### Your goal
Scan each line of the records for the word "TransferType" and extract the ones that have it.

### Given information
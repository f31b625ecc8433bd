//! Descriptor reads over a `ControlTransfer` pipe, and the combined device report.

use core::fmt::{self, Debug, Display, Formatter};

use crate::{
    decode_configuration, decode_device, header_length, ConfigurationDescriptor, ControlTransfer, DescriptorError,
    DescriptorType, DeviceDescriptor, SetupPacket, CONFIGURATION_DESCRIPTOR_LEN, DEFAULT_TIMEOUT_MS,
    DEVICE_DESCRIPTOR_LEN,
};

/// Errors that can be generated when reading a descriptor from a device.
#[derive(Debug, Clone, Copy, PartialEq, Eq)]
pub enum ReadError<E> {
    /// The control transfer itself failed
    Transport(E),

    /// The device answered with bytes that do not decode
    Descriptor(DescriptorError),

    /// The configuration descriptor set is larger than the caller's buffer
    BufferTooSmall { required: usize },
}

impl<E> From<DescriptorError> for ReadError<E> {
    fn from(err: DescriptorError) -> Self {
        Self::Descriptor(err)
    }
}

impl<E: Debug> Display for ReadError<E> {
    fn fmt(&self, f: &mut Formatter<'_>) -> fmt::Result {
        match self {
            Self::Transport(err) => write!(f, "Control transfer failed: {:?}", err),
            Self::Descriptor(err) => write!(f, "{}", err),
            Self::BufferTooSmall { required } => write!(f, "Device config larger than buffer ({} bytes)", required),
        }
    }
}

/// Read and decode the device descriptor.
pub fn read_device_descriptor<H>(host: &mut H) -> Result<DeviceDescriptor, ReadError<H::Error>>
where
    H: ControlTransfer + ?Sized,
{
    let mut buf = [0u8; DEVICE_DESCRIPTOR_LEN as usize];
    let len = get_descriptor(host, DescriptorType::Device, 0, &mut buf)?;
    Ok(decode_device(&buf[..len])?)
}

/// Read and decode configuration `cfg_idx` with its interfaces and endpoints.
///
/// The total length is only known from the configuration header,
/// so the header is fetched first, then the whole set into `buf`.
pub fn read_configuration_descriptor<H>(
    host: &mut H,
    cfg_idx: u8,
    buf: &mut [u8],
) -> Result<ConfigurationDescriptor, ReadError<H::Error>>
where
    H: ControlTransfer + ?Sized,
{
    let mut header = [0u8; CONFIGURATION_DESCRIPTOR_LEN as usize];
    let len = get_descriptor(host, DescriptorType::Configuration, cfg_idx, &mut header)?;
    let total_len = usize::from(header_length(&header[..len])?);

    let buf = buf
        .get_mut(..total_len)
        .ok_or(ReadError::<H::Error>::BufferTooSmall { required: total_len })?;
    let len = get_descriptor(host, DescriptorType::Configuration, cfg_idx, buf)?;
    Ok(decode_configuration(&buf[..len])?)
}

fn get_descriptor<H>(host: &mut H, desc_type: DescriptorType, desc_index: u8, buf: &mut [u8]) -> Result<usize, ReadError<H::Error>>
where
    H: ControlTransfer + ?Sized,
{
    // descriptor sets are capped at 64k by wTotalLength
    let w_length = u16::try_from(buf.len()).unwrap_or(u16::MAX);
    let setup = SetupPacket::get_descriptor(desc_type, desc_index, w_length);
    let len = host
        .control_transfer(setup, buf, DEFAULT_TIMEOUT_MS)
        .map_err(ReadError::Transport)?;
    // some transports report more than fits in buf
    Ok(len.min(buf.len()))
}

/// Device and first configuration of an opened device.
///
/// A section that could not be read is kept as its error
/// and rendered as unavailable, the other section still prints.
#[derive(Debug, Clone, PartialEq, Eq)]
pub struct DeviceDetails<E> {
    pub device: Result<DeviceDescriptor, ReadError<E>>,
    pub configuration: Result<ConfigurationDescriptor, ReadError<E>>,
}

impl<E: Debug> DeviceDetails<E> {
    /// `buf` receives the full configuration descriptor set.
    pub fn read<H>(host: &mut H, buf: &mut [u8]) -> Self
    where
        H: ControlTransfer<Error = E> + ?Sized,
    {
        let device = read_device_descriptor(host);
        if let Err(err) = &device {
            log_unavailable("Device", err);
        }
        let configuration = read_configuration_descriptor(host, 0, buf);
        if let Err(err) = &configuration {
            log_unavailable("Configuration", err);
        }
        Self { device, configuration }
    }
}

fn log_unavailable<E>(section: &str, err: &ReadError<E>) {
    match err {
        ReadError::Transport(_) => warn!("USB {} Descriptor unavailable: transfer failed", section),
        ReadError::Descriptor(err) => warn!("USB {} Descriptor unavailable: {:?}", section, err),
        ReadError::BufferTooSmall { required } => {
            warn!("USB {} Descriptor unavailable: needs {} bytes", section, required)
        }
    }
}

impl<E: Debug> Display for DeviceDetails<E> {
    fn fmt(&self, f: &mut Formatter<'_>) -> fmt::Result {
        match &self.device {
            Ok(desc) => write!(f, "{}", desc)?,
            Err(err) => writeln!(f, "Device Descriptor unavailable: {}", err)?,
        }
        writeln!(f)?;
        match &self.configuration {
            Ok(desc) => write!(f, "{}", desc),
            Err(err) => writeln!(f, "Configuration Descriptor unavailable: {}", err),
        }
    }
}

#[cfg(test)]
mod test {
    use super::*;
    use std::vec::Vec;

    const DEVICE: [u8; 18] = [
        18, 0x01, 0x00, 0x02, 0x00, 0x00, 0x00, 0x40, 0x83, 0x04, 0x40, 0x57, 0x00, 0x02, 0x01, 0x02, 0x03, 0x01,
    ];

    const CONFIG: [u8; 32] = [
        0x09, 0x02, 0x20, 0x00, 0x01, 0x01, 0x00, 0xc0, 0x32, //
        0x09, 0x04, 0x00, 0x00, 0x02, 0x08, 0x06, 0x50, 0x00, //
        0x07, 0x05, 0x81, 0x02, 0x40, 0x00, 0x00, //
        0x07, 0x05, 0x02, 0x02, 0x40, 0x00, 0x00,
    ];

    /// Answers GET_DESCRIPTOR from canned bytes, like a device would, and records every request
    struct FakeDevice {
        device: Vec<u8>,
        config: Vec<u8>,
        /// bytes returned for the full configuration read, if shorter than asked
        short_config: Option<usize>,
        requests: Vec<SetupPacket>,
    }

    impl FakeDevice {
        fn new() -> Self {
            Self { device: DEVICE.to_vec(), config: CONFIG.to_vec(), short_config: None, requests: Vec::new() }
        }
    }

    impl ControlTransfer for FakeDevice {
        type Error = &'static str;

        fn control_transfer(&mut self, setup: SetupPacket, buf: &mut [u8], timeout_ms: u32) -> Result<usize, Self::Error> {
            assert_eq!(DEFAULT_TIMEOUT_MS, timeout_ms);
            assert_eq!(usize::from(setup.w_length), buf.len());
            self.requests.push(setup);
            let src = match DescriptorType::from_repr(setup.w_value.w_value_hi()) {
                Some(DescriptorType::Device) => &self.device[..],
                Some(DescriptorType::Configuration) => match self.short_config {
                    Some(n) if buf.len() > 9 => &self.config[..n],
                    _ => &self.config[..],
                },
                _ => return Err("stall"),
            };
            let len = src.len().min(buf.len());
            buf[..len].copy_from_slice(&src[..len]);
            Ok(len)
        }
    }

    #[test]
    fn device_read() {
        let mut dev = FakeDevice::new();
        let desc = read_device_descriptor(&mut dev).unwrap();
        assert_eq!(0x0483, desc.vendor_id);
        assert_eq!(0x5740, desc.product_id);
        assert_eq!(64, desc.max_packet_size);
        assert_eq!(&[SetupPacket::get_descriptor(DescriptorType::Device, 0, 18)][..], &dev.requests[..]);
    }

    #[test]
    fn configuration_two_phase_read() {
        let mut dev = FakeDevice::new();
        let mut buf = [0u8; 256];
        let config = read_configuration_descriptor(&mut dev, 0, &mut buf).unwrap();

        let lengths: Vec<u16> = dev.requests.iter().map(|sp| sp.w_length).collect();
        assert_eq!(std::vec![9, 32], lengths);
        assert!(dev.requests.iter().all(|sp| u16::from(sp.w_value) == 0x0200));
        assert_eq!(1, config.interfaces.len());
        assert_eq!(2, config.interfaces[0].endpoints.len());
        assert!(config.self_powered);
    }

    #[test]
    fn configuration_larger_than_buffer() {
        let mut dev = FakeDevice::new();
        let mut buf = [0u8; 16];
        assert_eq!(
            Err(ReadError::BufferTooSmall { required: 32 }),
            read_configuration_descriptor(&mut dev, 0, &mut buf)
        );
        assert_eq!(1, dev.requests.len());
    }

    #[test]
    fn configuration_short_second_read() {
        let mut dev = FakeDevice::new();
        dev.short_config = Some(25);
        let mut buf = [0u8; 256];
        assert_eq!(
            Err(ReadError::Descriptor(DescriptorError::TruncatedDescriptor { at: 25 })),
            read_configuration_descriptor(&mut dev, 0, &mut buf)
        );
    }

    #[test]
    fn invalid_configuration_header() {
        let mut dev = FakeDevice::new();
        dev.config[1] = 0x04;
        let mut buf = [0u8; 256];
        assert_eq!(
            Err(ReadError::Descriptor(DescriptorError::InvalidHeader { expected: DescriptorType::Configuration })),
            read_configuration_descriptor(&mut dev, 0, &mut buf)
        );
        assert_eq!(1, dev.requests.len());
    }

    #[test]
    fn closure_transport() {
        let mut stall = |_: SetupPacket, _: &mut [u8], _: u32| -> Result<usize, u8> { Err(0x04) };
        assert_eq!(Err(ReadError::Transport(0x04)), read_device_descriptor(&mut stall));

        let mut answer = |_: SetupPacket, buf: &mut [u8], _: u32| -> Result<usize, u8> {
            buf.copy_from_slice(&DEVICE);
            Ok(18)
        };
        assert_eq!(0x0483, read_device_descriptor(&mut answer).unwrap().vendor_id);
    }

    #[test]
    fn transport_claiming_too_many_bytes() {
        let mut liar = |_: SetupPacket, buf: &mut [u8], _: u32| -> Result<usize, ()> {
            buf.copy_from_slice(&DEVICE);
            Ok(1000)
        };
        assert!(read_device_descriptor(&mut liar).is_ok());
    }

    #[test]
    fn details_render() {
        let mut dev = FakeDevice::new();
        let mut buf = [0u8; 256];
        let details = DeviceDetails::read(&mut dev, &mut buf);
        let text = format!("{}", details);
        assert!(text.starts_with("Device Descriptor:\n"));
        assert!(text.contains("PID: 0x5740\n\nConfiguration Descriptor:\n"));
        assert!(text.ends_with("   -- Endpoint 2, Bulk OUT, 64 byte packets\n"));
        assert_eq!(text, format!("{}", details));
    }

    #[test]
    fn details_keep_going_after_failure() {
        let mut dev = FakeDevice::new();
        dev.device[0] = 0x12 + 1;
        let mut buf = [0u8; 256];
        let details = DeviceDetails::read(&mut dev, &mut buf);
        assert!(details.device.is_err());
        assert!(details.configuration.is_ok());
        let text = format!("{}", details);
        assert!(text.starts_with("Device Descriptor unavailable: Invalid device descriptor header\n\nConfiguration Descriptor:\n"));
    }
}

* * *

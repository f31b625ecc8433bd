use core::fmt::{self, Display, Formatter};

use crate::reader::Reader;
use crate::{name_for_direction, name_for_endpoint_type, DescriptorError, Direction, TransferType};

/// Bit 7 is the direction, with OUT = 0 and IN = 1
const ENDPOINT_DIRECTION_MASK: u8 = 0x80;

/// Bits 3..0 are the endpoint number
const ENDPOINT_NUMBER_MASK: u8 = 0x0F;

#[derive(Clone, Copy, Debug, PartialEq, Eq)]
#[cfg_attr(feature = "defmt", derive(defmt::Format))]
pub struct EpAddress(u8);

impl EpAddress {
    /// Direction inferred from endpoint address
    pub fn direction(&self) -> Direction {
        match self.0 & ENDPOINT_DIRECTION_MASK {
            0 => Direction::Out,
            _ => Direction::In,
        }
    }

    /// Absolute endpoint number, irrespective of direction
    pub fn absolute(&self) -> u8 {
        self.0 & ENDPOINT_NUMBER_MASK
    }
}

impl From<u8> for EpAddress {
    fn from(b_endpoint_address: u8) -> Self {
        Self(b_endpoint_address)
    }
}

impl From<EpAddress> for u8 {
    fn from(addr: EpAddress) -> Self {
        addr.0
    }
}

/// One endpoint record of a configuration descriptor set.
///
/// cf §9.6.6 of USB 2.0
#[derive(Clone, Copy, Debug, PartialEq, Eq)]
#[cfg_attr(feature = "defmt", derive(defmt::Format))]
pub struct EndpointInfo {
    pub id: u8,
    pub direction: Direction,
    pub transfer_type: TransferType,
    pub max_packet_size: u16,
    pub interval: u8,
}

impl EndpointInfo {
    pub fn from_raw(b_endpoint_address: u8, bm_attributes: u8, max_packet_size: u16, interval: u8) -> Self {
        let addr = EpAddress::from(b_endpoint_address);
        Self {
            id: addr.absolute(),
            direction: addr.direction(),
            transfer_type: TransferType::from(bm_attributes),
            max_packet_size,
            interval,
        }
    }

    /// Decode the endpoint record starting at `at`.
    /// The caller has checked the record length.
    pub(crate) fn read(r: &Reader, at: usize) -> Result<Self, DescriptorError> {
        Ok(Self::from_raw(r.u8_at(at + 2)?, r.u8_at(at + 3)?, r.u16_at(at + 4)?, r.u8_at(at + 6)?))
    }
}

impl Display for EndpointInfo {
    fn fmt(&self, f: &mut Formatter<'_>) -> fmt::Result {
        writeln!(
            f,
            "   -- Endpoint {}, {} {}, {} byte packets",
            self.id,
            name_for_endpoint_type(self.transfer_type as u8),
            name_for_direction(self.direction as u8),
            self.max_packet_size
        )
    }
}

### Answer space
use crate::{name_for_direction, name_for_endpoint_type, DescriptorError, Direction, TransferType};
    pub transfer_type: TransferType,
            transfer_type: TransferType::from(bm_attributes),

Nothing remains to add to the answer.